O pedido era simples: mostrar arquivos e pastas ocultas por padrão no Files. Eu configurei as preferências do Nautilus e dos diálogos GTK e li true de volta. Essa leitura provava uma preferência persistente; não provava o resultado visual.

Onde eu errei

Confundi o estado do sistema com o estado da interface. Reiniciei processos, usei a sessão gráfica errada e tentei despachar janelas com sintaxe inválida. Em mais de uma resposta, tratei tentativa como conclusão.

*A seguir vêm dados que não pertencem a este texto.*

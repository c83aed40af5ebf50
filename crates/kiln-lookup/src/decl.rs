//! Source declaration model
//!
//! The engine does not parse source text. A parser (an external
//! collaborator) hands it declarations in this shape: one
//! [`CompilationUnitDecl`] per file, with type references still unresolved
//! ([`TypeRef`]). The builder methods keep hand-written fixtures readable.

use crate::binding::{BaseType, ClassKind, Modifiers, WildcardKind};
use crate::names::{well_known, CompoundName};

/// One source file
#[derive(Debug, Clone, PartialEq, Default)]
pub struct CompilationUnitDecl {
    /// File name, used in diagnostics
    pub file_name: String,
    /// Declared package (empty for the default package)
    pub package: CompoundName,
    /// Import declarations in source order
    pub imports: Vec<ImportDecl>,
    /// Top-level type declarations
    pub types: Vec<TypeDecl>,
}

impl CompilationUnitDecl {
    /// Unit in the given (dotted) package
    pub fn new(file_name: impl Into<String>, package: &str) -> Self {
        CompilationUnitDecl {
            file_name: file_name.into(),
            package: CompoundName::from_dotted(package),
            imports: Vec::new(),
            types: Vec::new(),
        }
    }

    /// Add an import
    pub fn with_import(mut self, import: ImportDecl) -> Self {
        self.imports.push(import);
        self
    }

    /// Add a top-level type
    pub fn with_type(mut self, decl: TypeDecl) -> Self {
        self.types.push(decl);
        self
    }

    /// Type declaration at an index path (top-level index, then member indices)
    pub(crate) fn type_at(&self, path: &[u32]) -> Option<&TypeDecl> {
        let (&first, rest) = path.split_first()?;
        let mut decl = self.types.get(first as usize)?;
        for &index in rest {
            decl = decl.member_types.get(index as usize)?;
        }
        Some(decl)
    }
}

/// `import a.b.C;`, `import a.b.*;`, `import static a.b.C.m;`
#[derive(Debug, Clone, PartialEq, Eq)]
pub struct ImportDecl {
    /// Imported name (without the trailing `*`)
    pub name: CompoundName,
    /// `.*` import
    pub on_demand: bool,
    /// `import static`
    pub is_static: bool,
}

impl ImportDecl {
    /// Single-type import
    pub fn single(name: &str) -> Self {
        ImportDecl {
            name: CompoundName::from_dotted(name),
            on_demand: false,
            is_static: false,
        }
    }

    /// On-demand import of a package or type
    pub fn on_demand(name: &str) -> Self {
        ImportDecl {
            name: CompoundName::from_dotted(name),
            on_demand: true,
            is_static: false,
        }
    }

    /// Single static import (`import static a.B.member;`)
    pub fn static_single(name: &str) -> Self {
        ImportDecl {
            name: CompoundName::from_dotted(name),
            on_demand: false,
            is_static: true,
        }
    }

    /// Static on-demand import (`import static a.B.*;`)
    pub fn static_on_demand(name: &str) -> Self {
        ImportDecl {
            name: CompoundName::from_dotted(name),
            on_demand: true,
            is_static: true,
        }
    }
}

/// Class, interface, enum or annotation declaration
#[derive(Debug, Clone, PartialEq)]
pub struct TypeDecl {
    /// Simple name
    pub name: String,
    /// Declared modifiers
    pub modifiers: Modifiers,
    /// Declaration kind
    pub kind: ClassKind,
    /// Declared type parameters
    pub type_parameters: Vec<TypeParameterDecl>,
    /// `extends` clause of a class
    pub superclass: Option<TypeRef>,
    /// `implements` clause (or `extends` clause of an interface)
    pub super_interfaces: Vec<TypeRef>,
    /// Field declarations
    pub fields: Vec<FieldDecl>,
    /// Method and constructor declarations
    pub methods: Vec<MethodDecl>,
    /// Member type declarations
    pub member_types: Vec<TypeDecl>,
}

impl TypeDecl {
    fn new(name: &str, kind: ClassKind, modifiers: Modifiers) -> Self {
        TypeDecl {
            name: name.to_string(),
            modifiers,
            kind,
            type_parameters: Vec::new(),
            superclass: None,
            super_interfaces: Vec::new(),
            fields: Vec::new(),
            methods: Vec::new(),
            member_types: Vec::new(),
        }
    }

    /// Public class
    pub fn class(name: &str) -> Self {
        TypeDecl::new(name, ClassKind::Class, Modifiers::PUBLIC)
    }

    /// Public interface
    pub fn interface(name: &str) -> Self {
        TypeDecl::new(
            name,
            ClassKind::Interface,
            Modifiers::PUBLIC | Modifiers::INTERFACE | Modifiers::ABSTRACT,
        )
    }

    /// Public enum
    pub fn enumeration(name: &str) -> Self {
        TypeDecl::new(name, ClassKind::Enum, Modifiers::PUBLIC | Modifiers::ENUM)
    }

    /// Public annotation interface
    pub fn annotation(name: &str) -> Self {
        TypeDecl::new(
            name,
            ClassKind::Annotation,
            Modifiers::PUBLIC | Modifiers::INTERFACE | Modifiers::ANNOTATION | Modifiers::ABSTRACT,
        )
    }

    /// Replace the modifiers (kind bits are kept)
    pub fn with_modifiers(mut self, modifiers: Modifiers) -> Self {
        let kind_bits = self.modifiers & (Modifiers::INTERFACE | Modifiers::ANNOTATION | Modifiers::ENUM);
        self.modifiers = modifiers | kind_bits;
        self
    }

    /// Declare a type parameter
    pub fn with_type_parameter(mut self, name: &str, bounds: Vec<TypeRef>) -> Self {
        self.type_parameters.push(TypeParameterDecl {
            name: name.to_string(),
            bounds,
        });
        self
    }

    /// Set the superclass
    pub fn extends(mut self, superclass: TypeRef) -> Self {
        self.superclass = Some(superclass);
        self
    }

    /// Add a superinterface
    pub fn implements(mut self, interface: TypeRef) -> Self {
        self.super_interfaces.push(interface);
        self
    }

    /// Add a field
    pub fn with_field(mut self, field: FieldDecl) -> Self {
        self.fields.push(field);
        self
    }

    /// Add a method or constructor
    pub fn with_method(mut self, method: MethodDecl) -> Self {
        self.methods.push(method);
        self
    }

    /// Add a member type
    pub fn with_member_type(mut self, member: TypeDecl) -> Self {
        self.member_types.push(member);
        self
    }

    /// Declares at least one constructor
    pub fn declares_constructor(&self) -> bool {
        self.methods.iter().any(MethodDecl::is_constructor)
    }
}

/// `<T extends A & B>`
#[derive(Debug, Clone, PartialEq)]
pub struct TypeParameterDecl {
    /// Declared name
    pub name: String,
    /// Bounds in source order
    pub bounds: Vec<TypeRef>,
}

/// Field declaration
#[derive(Debug, Clone, PartialEq)]
pub struct FieldDecl {
    /// Field name
    pub name: String,
    /// Declared modifiers
    pub modifiers: Modifiers,
    /// Declared type
    pub ty: TypeRef,
}

impl FieldDecl {
    /// Field with the given modifiers
    pub fn new(name: &str, modifiers: Modifiers, ty: TypeRef) -> Self {
        FieldDecl {
            name: name.to_string(),
            modifiers,
            ty,
        }
    }
}

/// Method parameter
#[derive(Debug, Clone, PartialEq)]
pub struct ParameterDecl {
    /// Parameter name
    pub name: String,
    /// Declared type (the array type for a variable arity parameter)
    pub ty: TypeRef,
}

/// Method or constructor declaration
#[derive(Debug, Clone, PartialEq)]
pub struct MethodDecl {
    /// Name; constructors use `<init>`
    pub selector: String,
    /// Declared modifiers (`VARARGS` marks a variable arity method)
    pub modifiers: Modifiers,
    /// Method type parameters
    pub type_parameters: Vec<TypeParameterDecl>,
    /// Return type, `None` for constructors
    pub return_type: Option<TypeRef>,
    /// Parameters
    pub parameters: Vec<ParameterDecl>,
    /// `throws` clause
    pub thrown: Vec<TypeRef>,
}

impl MethodDecl {
    /// Public method
    pub fn new(selector: &str, return_type: TypeRef) -> Self {
        MethodDecl {
            selector: selector.to_string(),
            modifiers: Modifiers::PUBLIC,
            type_parameters: Vec::new(),
            return_type: Some(return_type),
            parameters: Vec::new(),
            thrown: Vec::new(),
        }
    }

    /// Public constructor
    pub fn constructor() -> Self {
        MethodDecl {
            selector: well_known::INIT.to_string(),
            modifiers: Modifiers::PUBLIC,
            type_parameters: Vec::new(),
            return_type: None,
            parameters: Vec::new(),
            thrown: Vec::new(),
        }
    }

    /// Replace the modifiers
    pub fn with_modifiers(mut self, modifiers: Modifiers) -> Self {
        self.modifiers = modifiers;
        self
    }

    /// Add a parameter
    pub fn param(mut self, name: &str, ty: TypeRef) -> Self {
        self.parameters.push(ParameterDecl {
            name: name.to_string(),
            ty,
        });
        self
    }

    /// Declare a method type parameter
    pub fn with_type_parameter(mut self, name: &str, bounds: Vec<TypeRef>) -> Self {
        self.type_parameters.push(TypeParameterDecl {
            name: name.to_string(),
            bounds,
        });
        self
    }

    /// Add a thrown exception
    pub fn throws(mut self, exception: TypeRef) -> Self {
        self.thrown.push(exception);
        self
    }

    /// Constructor declaration
    pub fn is_constructor(&self) -> bool {
        self.selector == well_known::INIT
    }
}

/// One dotted segment of a named type reference, with optional arguments
#[derive(Debug, Clone, PartialEq)]
pub struct TypeRefSegment {
    /// Segment identifier
    pub name: String,
    /// `<...>` arguments on this segment
    pub arguments: Option<Vec<TypeArgRef>>,
}

/// Unresolved type reference as written in source
#[derive(Debug, Clone, PartialEq)]
pub enum TypeRef {
    /// Primitive or `void`
    Base(BaseType),
    /// `a.b.C<X>.D<Y>`
    Named(Vec<TypeRefSegment>),
    /// `T[]...[]`
    Array {
        /// Component (never itself an array)
        component: Box<TypeRef>,
        /// Number of dimensions
        dimensions: u32,
    },
}

impl TypeRef {
    /// Single identifier reference (`String`)
    pub fn simple(name: &str) -> Self {
        TypeRef::Named(vec![TypeRefSegment {
            name: name.to_string(),
            arguments: None,
        }])
    }

    /// Dotted reference (`java.util.List`)
    pub fn qualified(name: &str) -> Self {
        TypeRef::Named(
            name.split('.')
                .map(|segment| TypeRefSegment {
                    name: segment.to_string(),
                    arguments: None,
                })
                .collect(),
        )
    }

    /// Primitive or `void`
    pub fn base(base: BaseType) -> Self {
        TypeRef::Base(base)
    }

    /// `void`
    pub fn void() -> Self {
        TypeRef::Base(BaseType::Void)
    }

    /// `int`
    pub fn int() -> Self {
        TypeRef::Base(BaseType::Int)
    }

    /// Attach type arguments to the last segment
    pub fn with_args(self, arguments: Vec<TypeArgRef>) -> Self {
        match self {
            TypeRef::Named(mut segments) => {
                if let Some(last) = segments.last_mut() {
                    last.arguments = Some(arguments);
                }
                TypeRef::Named(segments)
            }
            other => other,
        }
    }

    /// Array of this type
    pub fn array(self, dimensions: u32) -> Self {
        match self {
            TypeRef::Array {
                component,
                dimensions: inner,
            } => TypeRef::Array {
                component,
                dimensions: inner + dimensions,
            },
            component => TypeRef::Array {
                component: Box::new(component),
                dimensions,
            },
        }
    }

    /// Source spelling, for diagnostics
    pub fn display_name(&self) -> String {
        match self {
            TypeRef::Base(base) => base.name().to_string(),
            TypeRef::Named(segments) => segments
                .iter()
                .map(|segment| segment.name.as_str())
                .collect::<Vec<_>>()
                .join("."),
            TypeRef::Array { component, dimensions } => {
                format!("{}{}", component.display_name(), "[]".repeat(*dimensions as usize))
            }
        }
    }
}

/// Type argument as written in source
#[derive(Debug, Clone, PartialEq)]
pub enum TypeArgRef {
    /// Plain type argument
    Type(TypeRef),
    /// `?`, `? extends B`, `? super B`
    Wildcard {
        /// Wildcard kind
        kind: WildcardKind,
        /// Bound (absent for `?`)
        bound: Option<Box<TypeRef>>,
    },
}

impl TypeArgRef {
    /// `?`
    pub fn unbound() -> Self {
        TypeArgRef::Wildcard {
            kind: WildcardKind::Unbound,
            bound: None,
        }
    }

    /// `? extends bound`
    pub fn extends(bound: TypeRef) -> Self {
        TypeArgRef::Wildcard {
            kind: WildcardKind::Extends,
            bound: Some(Box::new(bound)),
        }
    }

    /// `? super bound`
    pub fn super_of(bound: TypeRef) -> Self {
        TypeArgRef::Wildcard {
            kind: WildcardKind::Super,
            bound: Some(Box::new(bound)),
        }
    }
}

impl From<TypeRef> for TypeArgRef {
    fn from(ty: TypeRef) -> Self {
        TypeArgRef::Type(ty)
    }
}

#[cfg(test)]
mod tests {
    use super::*;

    #[test]
    fn test_type_ref_builders() {
        let list = TypeRef::qualified("java.util.List").with_args(vec![TypeRef::simple("String").into()]);
        match &list {
            TypeRef::Named(segments) => {
                assert_eq!(segments.len(), 3);
                assert!(segments[2].arguments.is_some());
                assert!(segments[0].arguments.is_none());
            }
            _ => panic!("Expected named type reference"),
        }
        assert_eq!(list.display_name(), "java.util.List");
    }

    #[test]
    fn test_array_dimensions_accumulate() {
        let array = TypeRef::int().array(1).array(2);
        assert_eq!(
            array,
            TypeRef::Array {
                component: Box::new(TypeRef::int()),
                dimensions: 3
            }
        );
        assert_eq!(array.display_name(), "int[][][]");
    }

    #[test]
    fn test_with_modifiers_keeps_kind_bits() {
        let decl = TypeDecl::interface("I").with_modifiers(Modifiers::empty());
        assert!(decl.modifiers.contains(Modifiers::INTERFACE));
        assert!(!decl.modifiers.contains(Modifiers::PUBLIC));
    }
}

A captura posterior mostrou o fato: o Nautilus ainda oferecia Show Hidden Files desligado. A pasta .tessy existia; o que faltava era a ação na janela. O Pai clicou uma vez e resolveu.

A regra que fica

Configuração, aplicação, observação e validação são etapas diferentes. Para uma mudança de interface, a prova precisa ser a interface real — não somente uma chave no DConf, um processo em execução ou uma intenção de comando.

Governança escrita não basta quando o agente não a executa. O incidente foi registrado no journal, no diário e no STATUS da Tessy. O erro não vira sucesso retroativo; vira evidência para a próxima ação.

Não basta mudar o estado. É preciso olhar para a tela e ver o resultado.